I'm not sure if diesels do this but GDI does, they have stages of fuel injection for just the reason I mentioned.

Fuel layering allows you to continue to compress the mixture further before heat induced ignition. Its pretty simple and pretty ingenius.

Compres mixture gets hot, inject fuel, ignition.
Fuel Stratification
compress mix gets hot, inject fuel earlier, compress further than in example A, inject, compress, inject, ignite.

Use the same amount of fuel just inject slightly earlier to allow the fuel to evaporate and drop mix temps enough to avoid ignition and allow for further compression at lower octane rating(for gas).

If your diesel doesn't do this the next model year will. If your car/vehicle does this do not increase fuel temps above native temps, otherwise you are impeding your engine.

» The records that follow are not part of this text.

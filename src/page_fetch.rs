use anyhow::{Context, Result};
use once_cell::sync::Lazy;

use crate::html_table;
use crate::http_client::http_client;
use crate::page_cache::TtlCache;

const DEFAULT_LIVE_URL: &str = "https://www.aceodds.com/pt/bet365-transmissao-ao-vivo.html";
const DEFAULT_RESULTS_URL: &str = "https://www.fifastats.net/resultados";

static PAGE_ROWS: Lazy<TtlCache<Vec<Vec<String>>>> = Lazy::new(TtlCache::with_default_ttl);

pub fn live_url() -> String {
    std::env::var("LIVE_URL").unwrap_or_else(|_| DEFAULT_LIVE_URL.to_string())
}

pub fn results_url() -> String {
    std::env::var("RESULTS_URL").unwrap_or_else(|_| DEFAULT_RESULTS_URL.to_string())
}

/// Plain GET with the shared client. No retries; the caller decides how a
/// failure degrades.
pub fn fetch_page(url: &str) -> Result<String> {
    let client = http_client()?;
    let resp = client
        .get(url)
        .send()
        .with_context(|| format!("request to {url} failed"))?;
    let resp = resp
        .error_for_status()
        .with_context(|| format!("bad status from {url}"))?;
    resp.text().context("failed reading body")
}

/// Fetches a page and extracts its table rows, memoized per URL for the cache
/// TTL window. Any network or parse failure is logged and becomes an empty
/// row set; downstream treats empty as "no data", never as a distinct error.
pub fn fetch_rows(url: &str) -> Vec<Vec<String>> {
    PAGE_ROWS.get_or_compute(url, || match fetch_page(url) {
        Ok(body) => {
            let rows = html_table::extract_rows(&body);
            tracing::debug!(url = %url, rows = rows.len(), "extracted table rows");
            rows
        }
        Err(err) => {
            tracing::warn!(url = %url, error = %err, "page fetch failed");
            Vec::new()
        }
    })
}

/// Forgets every cached page so the next render cycle refetches.
pub fn invalidate_cache() {
    PAGE_ROWS.clear();
}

ConnClark 04-23-2009 03:35 PM

Be careful trying to heat the fuel with a mechanical injection pump. Heating the fuel makes it more compressible which effects injection timing.

The best way to get a higher efficiency with a diesel is to cram more air into the cylinders. This allows more fuel energy to go into heating the combustion gasses and less heat transferred to the engine block. Cooler intake air also helps for the same reason.

theunchosen 04-23-2009 04:05 PM

Quote:

Originally Posted by ConnClark (Post 100007)
Be careful trying to heat the fuel with a mechanical injection pump. Heating the fuel makes it more compressible which effects injection timing.

[b]The best way to get a higher efficiency with a diesel is to cram more air into the cylinders. This allows more fuel energy to go into heating the combustion gasses and less heat transferred to the engine block. Cooler intake air also helps for the same reason.[b]

If you take the route tas suggested and lie to your ECU about the amount of air by putting a leak in the line(which you could also do by placing a small butterfly valve with a servo on so you could vary it as you chose) then you should turn all the frontal area of your ride into a mesh covered ram scoop. It will lighten the load on the turbo allowing it to approach free-wheel speeds of 150K rpm or maximum boost at lowest possible temperatures at a lower engine rpm(takes less exhaust gases to turn the turbo if it has to do less work to turn).

diesel_john 04-23-2009 09:15 PM

to clarify just asking about diesels right now
 
I have a mechanical diesel NA.
tasdrouille seems to have the closest idea to my first question. That being on a turbo diesel when a less fuel to air ratio is forced. Is the mileage any better. Such as when the intake pressure sensing loop is shut off or modified. And so far the consence seems to be that pumping losses offset any gains. at least if you got a VGT.
I have the timing advanced to the maximum vw recommends. i am setting it statically so wondered if there was a rule of thumb to set it by EGT.

theunchosen 04-23-2009 11:02 PM

I think the question you are now asking is does FE improve under lean burn?

yes and no. If you can get away with using less hp then yes, because the engine is burning extra air for "free." If you still need more HP (under acceleration) no it stays the same.

Of course if you are highway cruising at constant speed its going to be advantageous.

diesel_john 04-23-2009 11:43 PM

Quote:

Originally Posted by theunchosen (Post 100131)
I think the question you are now asking is does FE improve under lean burn?

yes and no. If you can get away with using less hp then yes, because the engine is burning extra air for "free." If you still need more HP (under acceleration) no it stays the same.

Of course if you are highway cruising at constant speed its going to be advantageous.

I'd like to just take out two pistons once i get up to cruising speed, but i haven't figured out how to do that yet.